O'Brien: I get the build emails every two hours and it looks like they are getting closer. Charles has said he won't consider JRuby done until Rails is supported. He's also made some public remarks about the difficulty of web development in Java. Is Sun's embrace of JRuby and Rails, an admission that there needs to be an alternative to JavaServer Faces?
Bray: How to address this? Well, I'm not sure how many alternative frameworks we need. If you look at the market empirically, there are developers who are using lots of different frameworks, people who are using the various web frameworks, both the official EE stuff and the lightweight stuff like Spring and Hibernate.
People are using PHP, a whole lot of people are using PHP. Rails has a fantastic growth curve. Then there are other things that people aren't paying as close attention to such as Django from the Python community. I think that Sun needs to live in the world as it is. And in the world as it is, there's lots of different web frameworks and all of those web frameworks are being used to build applications that need iron to run on and operating systems to support them. I don't see any reason why Sun shouldn't try and love them all as best we can.
O'Brien: So it's not JRuby on Rails in competition with JavaServer Faces, you still see a place for both?
Bray: None of these things is going to go away.

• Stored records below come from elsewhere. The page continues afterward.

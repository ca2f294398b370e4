use std::process::Command;

fn temp_path(label: &str) -> std::path::PathBuf {
    std::env::temp_dir().join(format!(
        "passport-cli-{label}-{}",
        std::time::SystemTime::now()
            .duration_since(std::time::UNIX_EPOCH)
            .unwrap_or_default()
            .as_nanos()
    ))
}

#[test]
fn cli_list_scenarios_writes_output() {
    let exe = env!("CARGO_BIN_EXE_passport-tester");
    let output_path = temp_path("list");
    let status = Command::new(exe)
        .args(["--list-scenarios", "--output"])
        .arg(&output_path)
        .status()
        .expect("run cli");
    assert!(status.success());
    let content = std::fs::read_to_string(output_path).expect("read output");
    assert!(content.contains("Available scenarios"));
    assert!(content.contains("ritual-reset"));
}

#[test]
fn cli_runs_all_scenarios_with_json_report() {
    let exe = env!("CARGO_BIN_EXE_passport-tester");
    let output_path = temp_path("all");
    let output = Command::new(exe)
        .args([
            "--scenarios",
            "all",
            "--iterations",
            "1",
            "--seeds",
            "1,0x2a",
            "--casts",
            "2000",
            "--report",
            "json",
            "--output",
        ])
        .arg(&output_path)
        .output()
        .expect("run cli");
    assert!(
        output.status.success(),
        "stderr: {}",
        String::from_utf8_lossy(&output.stderr)
    );
    let stdout = String::from_utf8_lossy(&output.stdout);
    assert!(stdout.contains("Passport Tester"));
    let content = std::fs::read_to_string(output_path).expect("read output");
    assert!(content.contains("\"scenarios\""));
    assert!(content.contains("Remote Overlay Merge"));
    assert!(content.contains("\"ritual\""));
}

#[test]
fn cli_serves_remote_rows_from_file() {
    let exe = env!("CARGO_BIN_EXE_passport-tester");
    let rows = concat!(env!("CARGO_MANIFEST_DIR"), "/fixtures/remote_rows.json");
    let output_path = temp_path("remote");
    let status = Command::new(exe)
        .args([
            "--scenarios",
            "remote",
            "--iterations",
            "2",
            "--casts",
            "0",
            "--remote-records",
            rows,
            "--report",
            "markdown",
            "--output",
        ])
        .arg(&output_path)
        .status()
        .expect("run cli");
    assert!(status.success());
    let content = std::fs::read_to_string(output_path).expect("read output");
    assert!(content.contains("✅ Remote Overlay Merge"));
}

#[test]
fn cli_rejects_bad_seed() {
    let exe = env!("CARGO_BIN_EXE_passport-tester");
    let output = Command::new(exe)
        .args(["--seeds", "not-a-seed", "--casts", "0"])
        .output()
        .expect("run cli");
    assert!(!output.status.success());
    assert!(String::from_utf8_lossy(&output.stderr).contains("not-a-seed"));
}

The one concern I've had is that Sun has gotten pretty enthusiastic about Ruby on Rails and so on over the last year. That doesn't mean that we can afford to ignore things like PHP and Django. I think we need to be a good host to all of those things. having said that I think that there's pretty widespread perception not just inside Sun that Rails is hitting a darn sweet spot in web frameworks in terms of two very important criteria: time to market and maintainability.

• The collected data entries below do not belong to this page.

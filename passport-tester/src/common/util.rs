pub fn split_csv(s: &str) -> Vec<String> {
    s.split(',')
        .map(|x| x.trim().to_string())
        .filter(|x| !x.is_empty())
        .collect()
}

#[cfg(test)]
mod tests {
    use super::*;

    #[test]
    fn split_csv_trims_and_filters() {
        let parts = split_csv(" smoke, ,quiz-retry,  ritual-reset ");
        assert_eq!(parts, vec!["smoke", "quiz-retry", "ritual-reset"]);
    }

    #[test]
    fn split_csv_of_blank_is_empty() {
        assert!(split_csv(" , ").is_empty());
    }
}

O'Brien: You mentioned Seaside on your blog. Are you paying attention to Seaside? What interests you about Seaside?
Bray: It is clear that Seaside is quite architecturally different from all the other web frameworks. You've got to watch out here because I have a conflict of interest as an investor in DabbleDB, so I have real money on the line. Having said that, the reason I'm so impressed with that software is what it does, not how it is built. DabbleDB has an absolutely wonderful user interface and seems to do something to me that's tremendously useful. I was flabbergasted when I found out it was built in Seaside. But clearly, its existence is pretty strong evidence that Seaside is useful.
O'Brien: So, Seaside is something to pay attention to?

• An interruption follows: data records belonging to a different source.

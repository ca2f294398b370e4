//! Regions, landmarks, and the quiz attached to each landmark.
use serde::{Deserialize, Deserializer, Serialize};
use smallvec::SmallVec;
use std::collections::HashSet;
use std::fmt;
use std::str::FromStr;
use thiserror::Error;

const DEFAULT_REGIONS_DATA: &str = include_str!("../data/regions.json");

/// Landmark tags stored inline for the common two-tag case.
pub type TagSet = SmallVec<[String; 4]>;

#[derive(Debug, Error)]
pub enum ContentError {
    #[error("content data could not be parsed: {0}")]
    Parse(#[from] serde_json::Error),
    #[error("region `{0}` appears more than once")]
    DuplicateRegion(RegionId),
    #[error("landmark id `{0}` is used by more than one landmark")]
    DuplicateLandmark(String),
    #[error("region `{region}` contains a landmark with an empty id")]
    EmptyLandmarkId { region: RegionId },
    #[error("quiz for `{landmark}` needs at least two options, found {options}")]
    TooFewOptions { landmark: String, options: usize },
    #[error("quiz for `{landmark}` marks option {index} correct but has only {options} options")]
    AnswerOutOfRange {
        landmark: String,
        index: usize,
        options: usize,
    },
    #[error("unknown region id `{0}`")]
    UnknownRegion(String),
}

/// The fixed set of regions, in display order.
#[derive(Debug, Clone, Copy, PartialEq, Eq, Hash, PartialOrd, Ord, Serialize, Deserialize)]
#[serde(rename_all = "lowercase")]
pub enum RegionId {
    North,
    Central,
    East,
    South,
    Islands,
}

impl RegionId {
    pub const ALL: [Self; 5] = [
        Self::North,
        Self::Central,
        Self::East,
        Self::South,
        Self::Islands,
    ];

    #[must_use]
    pub const fn as_str(self) -> &'static str {
        match self {
            Self::North => "north",
            Self::Central => "central",
            Self::East => "east",
            Self::South => "south",
            Self::Islands => "islands",
        }
    }
}

impl fmt::Display for RegionId {
    fn fmt(&self, f: &mut fmt::Formatter<'_>) -> fmt::Result {
        f.write_str(self.as_str())
    }
}

impl FromStr for RegionId {
    type Err = ContentError;

    fn from_str(s: &str) -> Result<Self, Self::Err> {
        Self::ALL
            .into_iter()
            .find(|id| id.as_str() == s)
            .ok_or_else(|| ContentError::UnknownRegion(s.to_string()))
    }
}

/// Theme palette used to tint a region.
#[derive(Debug, Clone, Copy, PartialEq, Eq, Hash, Serialize, Deserialize)]
#[serde(rename_all = "lowercase")]
pub enum ThemeColor {
    Blue,
    Emerald,
    Cyan,
    Orange,
    Purple,
}

#[derive(Debug, Clone, PartialEq, Eq, Serialize, Deserialize)]
pub struct GalleryImage {
    pub url: String,
    #[serde(default)]
    pub caption: String,
}

#[derive(Debug, Clone, PartialEq, Eq, Serialize, Deserialize)]
pub struct QuizQuestion {
    pub id: String,
    pub question: String,
    pub options: Vec<String>,
    pub correct_answer: usize,
    pub fact: String,
}

impl QuizQuestion {
    #[must_use]
    pub const fn is_correct(&self, index: usize) -> bool {
        self.correct_answer == index
    }

    /// Check the question against the landmark it belongs to.
    ///
    /// # Errors
    ///
    /// Returns an error when fewer than two options exist or the correct
    /// index does not point at an option.
    pub fn validate(&self, landmark: &str) -> Result<(), ContentError> {
        let options = self.options.len();
        if options < 2 {
            return Err(ContentError::TooFewOptions {
                landmark: landmark.to_string(),
                options,
            });
        }
        if self.correct_answer >= options {
            return Err(ContentError::AnswerOutOfRange {
                landmark: landmark.to_string(),
                index: self.correct_answer,
                options,
            });
        }
        Ok(())
    }
}

#[derive(Debug, Clone, PartialEq, Eq, Serialize, Deserialize)]
pub struct Landmark {
    pub id: String,
    pub name: String,
    #[serde(default)]
    pub description: String,
    #[serde(default)]
    pub image: String,
    #[serde(default)]
    pub gallery: Vec<GalleryImage>,
    #[serde(default)]
    pub google_maps_url: Option<String>,
    #[serde(default)]
    pub tags: TagSet,
    #[serde(default, deserialize_with = "first_quiz")]
    pub quiz: Option<QuizQuestion>,
}

impl Landmark {
    #[must_use]
    pub const fn has_quiz(&self) -> bool {
        self.quiz.is_some()
    }

    /// Image shown when no gallery entry is selected.
    #[must_use]
    pub fn cover_image(&self) -> &str {
        self.gallery
            .first()
            .map_or(self.image.as_str(), |img| img.url.as_str())
    }
}

#[derive(Deserialize)]
#[serde(untagged)]
enum QuizShape {
    One(QuizQuestion),
    Many(Vec<QuizQuestion>),
}

// Older datasets stored a list of questions; only the first one is ever asked.
fn first_quiz<'de, D>(deserializer: D) -> Result<Option<QuizQuestion>, D::Error>
where
    D: Deserializer<'de>,
{
    let shape = Option::<QuizShape>::deserialize(deserializer)?;
    Ok(match shape {
        Some(QuizShape::One(quiz)) => Some(quiz),
        Some(QuizShape::Many(list)) => list.into_iter().next(),
        None => None,
    })
}

#[derive(Debug, Clone, PartialEq, Eq, Serialize, Deserialize)]
pub struct Region {
    pub id: RegionId,
    pub name: String,
    pub title: String,
    pub description: String,
    pub color: ThemeColor,
    pub accent_color: String,
    pub background_image: String,
    #[serde(default)]
    pub landmarks: Vec<Landmark>,
}

/// The loaded region dataset.
#[derive(Debug, Clone, PartialEq, Eq, Serialize)]
#[serde(transparent)]
pub struct Content {
    regions: Vec<Region>,
}

impl Content {
    /// Build content from regions, enforcing dataset invariants.
    ///
    /// # Errors
    ///
    /// Returns an error when region or landmark ids repeat, a landmark id is
    /// empty, or a quiz is malformed.
    pub fn new(regions: Vec<Region>) -> Result<Self, ContentError> {
        let content = Self { regions };
        content.validate()?;
        Ok(content)
    }

    /// Parse and validate a JSON array of regions.
    ///
    /// # Errors
    ///
    /// Returns an error if the JSON cannot be parsed or fails validation.
    pub fn from_json(json: &str) -> Result<Self, ContentError> {
        let regions: Vec<Region> = serde_json::from_str(json)?;
        Self::new(regions)
    }

    /// The dataset shipped with the crate.
    ///
    /// # Errors
    ///
    /// Returns an error only if the embedded dataset is invalid.
    pub fn load_default() -> Result<Self, ContentError> {
        Self::from_json(DEFAULT_REGIONS_DATA)
    }

    fn validate(&self) -> Result<(), ContentError> {
        let mut region_ids = HashSet::new();
        let mut landmark_ids = HashSet::new();
        for region in &self.regions {
            if !region_ids.insert(region.id) {
                return Err(ContentError::DuplicateRegion(region.id));
            }
            for landmark in &region.landmarks {
                if landmark.id.trim().is_empty() {
                    return Err(ContentError::EmptyLandmarkId { region: region.id });
                }
                if !landmark_ids.insert(landmark.id.as_str()) {
                    return Err(ContentError::DuplicateLandmark(landmark.id.clone()));
                }
                if let Some(quiz) = &landmark.quiz {
                    quiz.validate(&landmark.id)?;
                }
            }
        }
        Ok(())
    }

    #[must_use]
    pub fn regions(&self) -> &[Region] {
        &self.regions
    }

    pub fn region_ids(&self) -> impl Iterator<Item = RegionId> + '_ {
        self.regions.iter().map(|r| r.id)
    }

    #[must_use]
    pub fn region(&self, id: RegionId) -> Option<&Region> {
        self.regions.iter().find(|r| r.id == id)
    }

    #[must_use]
    pub fn landmark(&self, id: &str) -> Option<&Landmark> {
        self.regions
            .iter()
            .flat_map(|r| r.landmarks.iter())
            .find(|l| l.id == id)
    }

    #[must_use]
    pub fn region_of(&self, landmark_id: &str) -> Option<&Region> {
        self.regions
            .iter()
            .find(|r| r.landmarks.iter().any(|l| l.id == landmark_id))
    }

    #[must_use]
    pub fn contains_landmark(&self, id: &str) -> bool {
        self.landmark(id).is_some()
    }

    #[must_use]
    pub fn total_landmarks(&self) -> usize {
        self.regions.iter().map(|r| r.landmarks.len()).sum()
    }

    pub(crate) fn regions_mut(&mut self) -> &mut [Region] {
        &mut self.regions
    }
}

#[cfg(test)]
mod tests {
    use super::*;

    fn quiz(options: &[&str], correct: usize) -> QuizQuestion {
        QuizQuestion {
            id: "q1".into(),
            question: "?".into(),
            options: options.iter().map(|s| (*s).to_string()).collect(),
            correct_answer: correct,
            fact: "fact".into(),
        }
    }

    fn landmark(id: &str) -> Landmark {
        Landmark {
            id: id.into(),
            name: id.to_uppercase(),
            description: String::new(),
            image: String::new(),
            gallery: Vec::new(),
            google_maps_url: None,
            tags: TagSet::new(),
            quiz: None,
        }
    }

    fn region(id: RegionId, landmarks: Vec<Landmark>) -> Region {
        Region {
            id,
            name: id.to_string(),
            title: String::new(),
            description: String::new(),
            color: ThemeColor::Blue,
            accent_color: "#000000".into(),
            background_image: String::new(),
            landmarks,
        }
    }

    #[test]
    fn default_dataset_loads_and_validates() {
        let content = Content::load_default().unwrap();
        let ids: Vec<_> = content.region_ids().collect();
        assert_eq!(ids, RegionId::ALL.to_vec());
        assert_eq!(content.total_landmarks(), 15);
        let taipei = content.landmark("taipei-101").unwrap();
        assert_eq!(taipei.quiz.as_ref().unwrap().correct_answer, 1);
        assert_eq!(taipei.gallery.len(), 5);
        assert_eq!(
            content.region_of("penghu").map(|r| r.id),
            Some(RegionId::Islands)
        );
    }

    #[test]
    fn rejects_quiz_with_out_of_range_answer() {
        let mut lm = landmark("a");
        lm.quiz = Some(quiz(&["x", "y"], 2));
        let err = Content::new(vec![region(RegionId::North, vec![lm])]).unwrap_err();
        assert!(matches!(err, ContentError::AnswerOutOfRange { index: 2, .. }));
    }

    #[test]
    fn rejects_quiz_with_single_option() {
        let mut lm = landmark("a");
        lm.quiz = Some(quiz(&["only"], 0));
        let err = Content::new(vec![region(RegionId::North, vec![lm])]).unwrap_err();
        assert!(matches!(err, ContentError::TooFewOptions { options: 1, .. }));
    }

    #[test]
    fn rejects_duplicate_ids_across_regions() {
        let err = Content::new(vec![
            region(RegionId::North, vec![landmark("dup")]),
            region(RegionId::South, vec![landmark("dup")]),
        ])
        .unwrap_err();
        assert!(matches!(err, ContentError::DuplicateLandmark(id) if id == "dup"));

        let err = Content::new(vec![
            region(RegionId::East, Vec::new()),
            region(RegionId::East, Vec::new()),
        ])
        .unwrap_err();
        assert!(matches!(err, ContentError::DuplicateRegion(RegionId::East)));
    }

    #[test]
    fn quiz_list_keeps_first_question() {
        let json = r#"{
            "id": "x",
            "name": "X",
            "quiz": [
                { "id": "q1", "question": "a?", "options": ["1", "2"], "correct_answer": 0, "fact": "f" },
                { "id": "q2", "question": "b?", "options": ["1", "2"], "correct_answer": 1, "fact": "g" }
            ]
        }"#;
        let lm: Landmark = serde_json::from_str(json).unwrap();
        assert_eq!(lm.quiz.unwrap().id, "q1");

        let bare: Landmark = serde_json::from_str(r#"{ "id": "y", "name": "Y" }"#).unwrap();
        assert!(bare.quiz.is_none());
        assert!(bare.tags.is_empty());
    }

    #[test]
    fn region_id_parses_exact_keys_only() {
        assert_eq!("islands".parse::<RegionId>().unwrap(), RegionId::Islands);
        assert!("Islands".parse::<RegionId>().is_err());
        assert!(" north ".parse::<RegionId>().is_err());
        assert!("atlantis".parse::<RegionId>().is_err());
    }

    #[test]
    fn cover_image_prefers_gallery() {
        let mut lm = landmark("a");
        lm.image = "/primary.jpg".into();
        assert_eq!(lm.cover_image(), "/primary.jpg");
        lm.gallery.push(GalleryImage {
            url: "/gallery.jpg".into(),
            caption: String::new(),
        });
        assert_eq!(lm.cover_image(), "/gallery.jpg");
    }
}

Bray: I think that DabbleDB is something to pay attention to. It may just be the case that the two guys who built it are such brilliant designers that they could have produced something like that using a different framework. It is at least an existence proof that Seaside can be used to build things that are interesting.
O'Brien: I just asked you a series of questions about JRuby and different web frameworks, and one can only notice that Sun is getting more involved and aggressive about embracing scripting. Is there anything else you'd like to comment on?
Bray: I think that Sun is trying to change its stripes somewhat. Up until this last year Sun's basic positioning was, "Well the answer is Java, what was the question?" And, while I think we are trying to become more ecumenical and support developers where they are, that doesn't mean we don't have an opinion. Clearly, we think Java is highly appropriate for a wide range of applications. It is correct to notice that we're banging the Ruby drum these days, but that doesn't mean if you are running PHP we don't love you.
We need to become more ecumenical and reach out to developers wherever they are.
O'Brien: That being said, do you have any plans to change the name of JavaOne to (Java|Ruby|PHP|Python)One?
Bray: I don't get a vote on that.
Timothy M. O'Brien is a developer and entrepreneur living in Chicago, IL. He spends his days programming in Java, Python, and Ruby.